In a nutshell, you could leave everything alone and stay on meds. However, if the 90% blockage gets worse, even to 100%, you won't know and your cardiac muscle could become damaged.
I do agree, however, no with the stenting to the LAD if possible. I had my LAD completely stented, with 5 long stents and was very lucky it resolved the problem. When such extensive stenting is done, it is very unlikely that the vessel will remain open with no stenosis. I think it far better that the LIMA is used on the LAD. If I was a cardiologist with a patient like this, my decision would be clear cut. I can't understand why an angiogram was ever performed, or a nuclear scan, if there were no symptoms? I wouldn't even get a referral to a cardiologist unless a Doctor felt sure I had a heart problem.
those (the odd EKG and the bad family history) were exactly what got the family physicians attention. with the silent ischema factor i have decided to have the bypass, sceduled for the middle of March. it was the "defective warning system" comment that finally made the difference. until that information i could never rationalize in my mind how i could work out so oftern and to such an intensity, have no symptoms but be that seriously blocked. now it starts to make sense and i really don't want to go the rest of my life wondering if every time i work out it was going to cause an attack without any warning.
A bypass operation is scary, but what happened to your parents is scary, too. Assuming your doctors are interpreting all the tests correctly, a bypass operation seems like it might be the only play you have with the cards you were dealt. It never hurts to get a second opinion, just to make sure that another cardiologist (or team) sees your test results the same way. You would not have to do all the tests over again, just provide the records for review. If the second opinion is the same as the first one, you have more peace of mind about your choice.
But wait, you've already scheduled surgery, so I don't want to throw a monkey wrench into your plans by suggesting a second opinion. If you're good to go, then great. Good luck, and let us hear from you when you're able.
Make sure they use your Left Internal Mammary Artery (Lima) from your chest as a graft to your LAD if this vessel is clean.

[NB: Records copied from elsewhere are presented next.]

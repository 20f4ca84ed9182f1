//! Record model for the `students` table

pub mod column;
pub mod student;

pub use column::{SortDirection, StudentColumn};
pub use student::{sample_students, NewStudent, OrNone, Student, EMAIL_MAX_LEN};
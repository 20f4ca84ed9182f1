//! Roster Store - SQLite persistence for the student roster
//!
//! Provides:
//! - Connection management for file-backed and transient stores
//! - Embedded migrations that materialize the `students` schema
//! - A repository for bulk inserts, lookups and deletes
//! - `StudentQuery`, the filter/order/limit query surface over `students`
//! - Schema inspection for reporting what was materialized

pub mod db;
pub mod errors;
pub mod inspect;
pub mod migrations;
pub mod repo;

// Re-export key types
pub use db::StoreTarget;
pub use errors::Result;
pub use repo::{StudentQuery, StudentRepo};
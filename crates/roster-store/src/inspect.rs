//! Read back the materialized schema of a table

#![allow(clippy::result_large_err)]

use crate::errors::{from_rusqlite, Result};
use roster_core::errors::{ExError, ExErrorKind};
use rusqlite::Connection;

/// One column as declared in the store
#[derive(Debug, Clone, PartialEq, Eq)]
pub struct ColumnInfo {
    pub name: String,
    pub declared_type: String,
    pub not_null: bool,
    pub default: Option<String>,
    pub primary_key: bool,
}

/// One index over a table
#[derive(Debug, Clone, PartialEq, Eq)]
pub struct IndexInfo {
    pub name: String,
    pub unique: bool,
    pub columns: Vec<String>,
}

#[derive(Debug, Clone, PartialEq, Eq)]
pub struct TableInfo {
    pub name: String,
    pub columns: Vec<ColumnInfo>,
    pub indexes: Vec<IndexInfo>,
}

/// Describe a table's columns (declaration order) and indexes (by name)
///
/// # Errors
///
/// Returns `NotFound` if the table does not exist.
pub fn table_info(conn: &Connection, table: &str) -> Result<TableInfo> {
    let mut stmt = conn
        .prepare(
            "SELECT name, type, \"notnull\", dflt_value, pk
             FROM pragma_table_info(?) ORDER BY cid",
        )
        .map_err(from_rusqlite)?;
    let columns = stmt
        .query_map([table], |row| {
            Ok(ColumnInfo {
                name: row.get(0)?,
                declared_type: row.get(1)?,
                not_null: row.get::<_, i64>(2)? != 0,
                default: row.get(3)?,
                primary_key: row.get::<_, i64>(4)? != 0,
            })
        })
        .map_err(from_rusqlite)?
        .collect::<std::result::Result<Vec<_>, _>>()
        .map_err(from_rusqlite)?;

    if columns.is_empty() {
        return Err(ExError::new(ExErrorKind::NotFound)
            .with_op("table_info")
            .with_entity_id(table)
            .with_message(format!("Table not found: {}", table)));
    }

    let mut stmt = conn
        .prepare(
            "SELECT name, \"unique\" FROM pragma_index_list(?)
             WHERE origin = 'c' ORDER BY name",
        )
        .map_err(from_rusqlite)?;
    let index_heads: Vec<(String, bool)> = stmt
        .query_map([table], |row| {
            Ok((row.get(0)?, row.get::<_, i64>(1)? != 0))
        })
        .map_err(from_rusqlite)?
        .collect::<std::result::Result<Vec<_>, _>>()
        .map_err(from_rusqlite)?;

    let mut indexes = Vec::with_capacity(index_heads.len());
    for (name, unique) in index_heads {
        let mut stmt = conn
            .prepare("SELECT name FROM pragma_index_info(?) ORDER BY seqno")
            .map_err(from_rusqlite)?;
        let columns = stmt
            .query_map([&name], |row| row.get(0))
            .map_err(from_rusqlite)?
            .collect::<std::result::Result<Vec<String>, _>>()
            .map_err(from_rusqlite)?;
        indexes.push(IndexInfo {
            name,
            unique,
            columns,
        });
    }

    Ok(TableInfo {
        name: table.to_string(),
        columns,
        indexes,
    })
}

#[cfg(test)]
mod tests {
    use super::*;
    use crate::db::{bootstrap, StoreTarget};

    #[test]
    fn test_students_table_info() {
        let conn = bootstrap(&StoreTarget::Memory).unwrap();
        let info = table_info(&conn, "students").unwrap();

        assert_eq!(info.columns.len(), 6);
        assert!(info.columns[0].primary_key);
        assert_eq!(info.columns[2].declared_type, "VARCHAR(55)");
        assert_eq!(
            info.indexes,
            vec![IndexInfo {
                name: "index_name".to_string(),
                unique: false,
                columns: vec!["name".to_string()],
            }]
        );
    }

    #[test]
    fn test_missing_table_is_not_found() {
        let conn = bootstrap(&StoreTarget::Memory).unwrap();
        let err = table_info(&conn, "courses").unwrap_err();
        assert_eq!(err.kind(), ExErrorKind::NotFound);
    }
}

Being an artery, as opposed to using veins, it will last a heck of a lot longer and give better results. You want this surgery to last and I'm sure you don't want to go for another bypass in 10 years.
I also have heard that the artery lasts longer as the bypass vessel than a vein does. If you don't get a satisfactory answer to that question, I believe that is one situation in which, yes, I would seriously consider postponing the surgery for a second opinion on the whole thing.
I had a triple bypass and the two veins closed after just 3 months, the lima is still fully open. I was told veins are not as robust as arteries and do not last as long. They can use radial arteries from arms, but apparently they are very prone to spasm.